**About this exercise:**
Copy every line of the data that contains the string "PartialEq".

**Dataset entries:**
——

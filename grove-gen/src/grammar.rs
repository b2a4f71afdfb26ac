//! Grammar model.
//!
//! A grammar is an ordered list of named rules written with a small
//! combinator DSL in the style of tree-sitter's `grammar.js`:
//!
//! ```
//! use grove_gen::grammar::*;
//!
//! let grammar = Grammar::new("calc")
//!     .rule("program", repeat(sym("expression")))
//!     .rule(
//!         "expression",
//!         choice([
//!             prec_left(1, seq([sym("expression"), string("+"), sym("expression")])),
//!             sym("number"),
//!         ]),
//!     )
//!     .rule("number", pattern(r"[0-9]+"))
//!     .extra(pattern(r"\s+"));
//! assert_eq!(grammar.start_rule(), Some("program"));
//! ```
//!
//! The first rule is the start rule. Rules whose names begin with `_` are
//! hidden: they never show up as nodes, their children are spliced into the
//! parent instead. A rule whose body is a single string or pattern is a
//! named token.

use smartstring::alias::String;

/// Associativity used to break precedence ties.
#[derive(Clone, Copy, Debug, Default, PartialEq, Eq, PartialOrd, Ord, Hash)]
pub enum Assoc {
    #[default]
    None,
    Left,
    Right,
}

#[derive(Clone, Debug, PartialEq, Eq, Hash)]
pub enum Rule {
    /// Matches nothing.
    Blank,
    /// A literal token.
    String {
        value: String,
        case_insensitive: bool,
    },
    /// A token described by a regular expression.
    Pattern(String),
    /// Reference to another rule.
    Symbol(String),
    Seq(Vec<Rule>),
    Choice(Vec<Rule>),
    Repeat(Box<Rule>),
    Repeat1(Box<Rule>),
    /// Names the children produced by `rule`.
    Field {
        name: String,
        rule: Box<Rule>,
    },
    Prec {
        value: i32,
        assoc: Assoc,
        rule: Box<Rule>,
    },
}

pub fn blank() -> Rule {
    Rule::Blank
}

pub fn string(value: &str) -> Rule {
    Rule::String {
        value: value.into(),
        case_insensitive: false,
    }
}

/// A case-insensitive keyword, e.g. `kw("SELECT")`.
pub fn kw(value: &str) -> Rule {
    Rule::String {
        value: value.into(),
        case_insensitive: true,
    }
}

pub fn pattern(regex: &str) -> Rule {
    Rule::Pattern(regex.into())
}

pub fn sym(name: &str) -> Rule {
    Rule::Symbol(name.into())
}

pub fn seq(rules: impl IntoIterator<Item = Rule>) -> Rule {
    Rule::Seq(rules.into_iter().collect())
}

pub fn choice(rules: impl IntoIterator<Item = Rule>) -> Rule {
    Rule::Choice(rules.into_iter().collect())
}

pub fn optional(rule: Rule) -> Rule {
    Rule::Choice(vec![rule, Rule::Blank])
}

pub fn repeat(rule: Rule) -> Rule {
    Rule::Repeat(Box::new(rule))
}

pub fn repeat1(rule: Rule) -> Rule {
    Rule::Repeat1(Box::new(rule))
}

/// `rule (, rule)*`
pub fn comma_sep1(rule: Rule) -> Rule {
    seq([rule.clone(), repeat(seq([string(","), rule]))])
}

pub fn comma_sep(rule: Rule) -> Rule {
    optional(comma_sep1(rule))
}

pub fn field(name: &str, rule: Rule) -> Rule {
    Rule::Field {
        name: name.into(),
        rule: Box::new(rule),
    }
}

pub fn prec(value: i32, rule: Rule) -> Rule {
    Rule::Prec {
        value,
        assoc: Assoc::None,
        rule: Box::new(rule),
    }
}

pub fn prec_left(value: i32, rule: Rule) -> Rule {
    Rule::Prec {
        value,
        assoc: Assoc::Left,
        rule: Box::new(rule),
    }
}

pub fn prec_right(value: i32, rule: Rule) -> Rule {
    Rule::Prec {
        value,
        assoc: Assoc::Right,
        rule: Box::new(rule),
    }
}

impl Rule {
    /// Is this rule a single token definition?
    pub fn is_token(&self) -> bool {
        matches!(self, Rule::String { .. } | Rule::Pattern(_))
    }
}

#[derive(Clone, Debug, Default, PartialEq, Eq)]
pub struct Grammar {
    pub name: String,
    /// Rules in definition order; the first one is the start rule.
    pub rules: Vec<(String, Rule)>,
    /// Tokens allowed anywhere between other tokens.
    pub extras: Vec<Rule>,
    /// The identifier-like token that keywords are checked against.
    pub word: Option<String>,
}

impl Grammar {
    pub fn new(name: &str) -> Self {
        Self {
            name: name.into(),
            ..Self::default()
        }
    }

    pub fn rule(mut self, name: &str, rule: Rule) -> Self {
        self.rules.push((name.into(), rule));
        self
    }

    pub fn extra(mut self, rule: Rule) -> Self {
        self.extras.push(rule);
        self
    }

    pub fn word(mut self, name: &str) -> Self {
        self.word = Some(name.into());
        self
    }

    pub fn start_rule(&self) -> Option<&str> {
        self.rules.first().map(|(name, _)| name.as_str())
    }

    pub fn get(&self, name: &str) -> Option<&Rule> {
        self.rules
            .iter()
            .find(|(n, _)| n.as_str() == name)
            .map(|(_, rule)| rule)
    }
}

#[cfg(test)]
mod tests {
    use super::*;

    #[test]
    fn builder_keeps_rule_order() {
        let g = Grammar::new("g")
            .rule("b", sym("a"))
            .rule("a", string("x"))
            .extra(pattern(r"\s"))
            .word("a");
        assert_eq!(g.start_rule(), Some("b"));
        assert_eq!(g.rules.len(), 2);
        assert_eq!(g.extras.len(), 1);
        assert_eq!(g.word.as_deref(), Some("a"));
        assert!(g.get("a").is_some_and(Rule::is_token));
        assert!(!g.get("b").is_some_and(Rule::is_token));
        assert!(g.get("c").is_none());
    }

    #[test]
    fn helpers_build_expected_rules() {
        assert_eq!(optional(sym("a")), Rule::Choice(vec![sym("a"), Rule::Blank]));
        assert_eq!(
            kw("select"),
            Rule::String {
                value: "select".into(),
                case_insensitive: true
            }
        );
        let Rule::Seq(items) = comma_sep1(sym("a")) else {
            panic!("comma_sep1 is a sequence");
        };
        assert_eq!(items.len(), 2);
        assert!(matches!(items[1], Rule::Repeat(_)));
        assert_eq!(
            prec_left(2, blank()),
            Rule::Prec {
                value: 2,
                assoc: Assoc::Left,
                rule: Box::new(Rule::Blank)
            }
        );
    }
}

——

**Expected answer:**
#[derive(Clone, Copy, Debug, Default, PartialEq, Eq, PartialOrd, Ord, Hash)]
#[derive(Clone, Debug, PartialEq, Eq, Hash)]
#[derive(Clone, Debug, Default, PartialEq, Eq)]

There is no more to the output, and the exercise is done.